» Website: https://www.retorika.id » Email: redaksi@retorika.id, lpmretorikafisipua@gmail.com » Alamat: Gedung FISIP Unair, Jl. Dharmawangsa Dalam 4-6 Surabaya 60286 » Telepon: .

Liputan Khusus
ASIEQ Educare: PFA dan SHA sebagai Terapi Kesehatan Mental di Masa Pandemi
14 Agustus 2021 | Liputan Khusus | Dibaca 1565 kali
ASIEQ Educare: PFA dan SHA sebagai Terapi Kesehatan Mental di Masa Pandemi: - Foto: DOKUMENTASI PRIBADI /AISYAH AMIRA WAKANG
“Setiap orang, punya coping – usaha untuk menetralisasi atau mengurangi stres. Sehingga dengan tanpa belajar teknik-teknik relaksasi atau terapi psikologi, setiap manusia bisa beradaptasi terhadap stres yang mereka alami,” ujar Suryantingsih, S.Psi., M.Psi., Psikolog dalam webinarnya yang bertajuk Self Healing ASIEQ: Psychological First Aid Dampak Pandemi Covid 19 pada Minggu (1/8/2021) kemarin. Namun, ia juga menambahkan, pada masa pandemi ini timbul permasalahan yang semakin sulit, sehingga menimbulkan masalah psikologis yang lebih kompleks. Maka, kita perlu belajar management stres dan terapinya agar sehat jiwa dan raga. Jenis-jenis terapi yang dimaksud ada dua, yakni Psychological First Aid (PFA) dan Self Healing ASIEQ (SHA).
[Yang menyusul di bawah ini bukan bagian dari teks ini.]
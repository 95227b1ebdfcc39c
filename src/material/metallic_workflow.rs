use crate::bsdf::BSDF;
use crate::bxdf::{BxDF, MetallicWorkflowBxDF};
use crate::color::SampledWavelengths;
use crate::material::{AbstractMaterial, MaterialEvalContext, MaterialEvaluator};
use crate::math::scattering::TrowbridgeReitzDistribution;
use crate::math::*;
use crate::scene::TextureId;

/// Perceptual roughness; the microfacet alpha is its square.
#[derive(Debug, Clone)]
pub struct MetallicWorkflowMaterial {
    pub base_color: TextureId,
    pub metallic: TextureId,
    pub u_roughness: TextureId,
    pub v_roughness: TextureId,
}

impl AbstractMaterial for MetallicWorkflowMaterial {
    type ConcreteBxDF = MetallicWorkflowBxDF;

    fn get_bxdf<E: MaterialEvaluator>(
        &self,
        eval: &E,
        ctx: &MaterialEvalContext,
        lambda: &SampledWavelengths,
    ) -> Self::ConcreteBxDF {
        let base_color = eval.evaluate(self.base_color, ctx.uv, lambda).clamp_zero();
        let metallic = eval.evaluate_float(self.metallic, ctx.uv);
        let u_alpha = sqr(eval.evaluate_float(self.u_roughness, ctx.uv));
        let v_alpha = sqr(eval.evaluate_float(self.v_roughness, ctx.uv));

        MetallicWorkflowBxDF::new(base_color, metallic, TrowbridgeReitzDistribution::new(u_alpha, v_alpha))
    }

    fn get_bsdf<E: MaterialEvaluator>(
        &self,
        eval: &E,
        ctx: &MaterialEvalContext,
        lambda: &SampledWavelengths,
    ) -> BSDF {
        let bxdf = self.get_bxdf(eval, ctx, lambda);
        BSDF::new(ctx.ns, ctx.tangent, BxDF::MetallicWorkflow(bxdf))
    }
}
retorika.id- Sejak Juli lalu, angka kematian pasien Covid-19 meningkat di Indonesia. Dirilis dari Katadata.co.id pada Senin (12/7) lonjakan kasus positif mencapai 40.427 orang. Hal ini menyebabkan Indonesia menjadi negara yang memiliki peringkat tertinggi di dunia. Pandu Riono selaku Epidemiolog Fakultas Kesehatan Masyarakat Universitas Indonesia (FKM UI) menyatakan, saat ini Indonesia sudah masuk gelombang kedua lonjakan kasus Virus Corona (Covid-19) dan bersiap menuju puncaknya.

Tidak jarang dipelbagai daerah ada sirine suara ambulan berlalu lalang tiap beberapa menit sekali, rumah sakit kolaps, informasi donor plasma bertebaran di berbagai media sosial, kebutuhan mencari oksigen, hingga kabar duka dari orang-orang sekitar yang meramaikan notifikasi gawai. Suryantiningsih, S.Psi., M.Psi., Psikolog menyatakan jika hal tersebut juga dapat berdampak pada kondisi psikologis seseorang.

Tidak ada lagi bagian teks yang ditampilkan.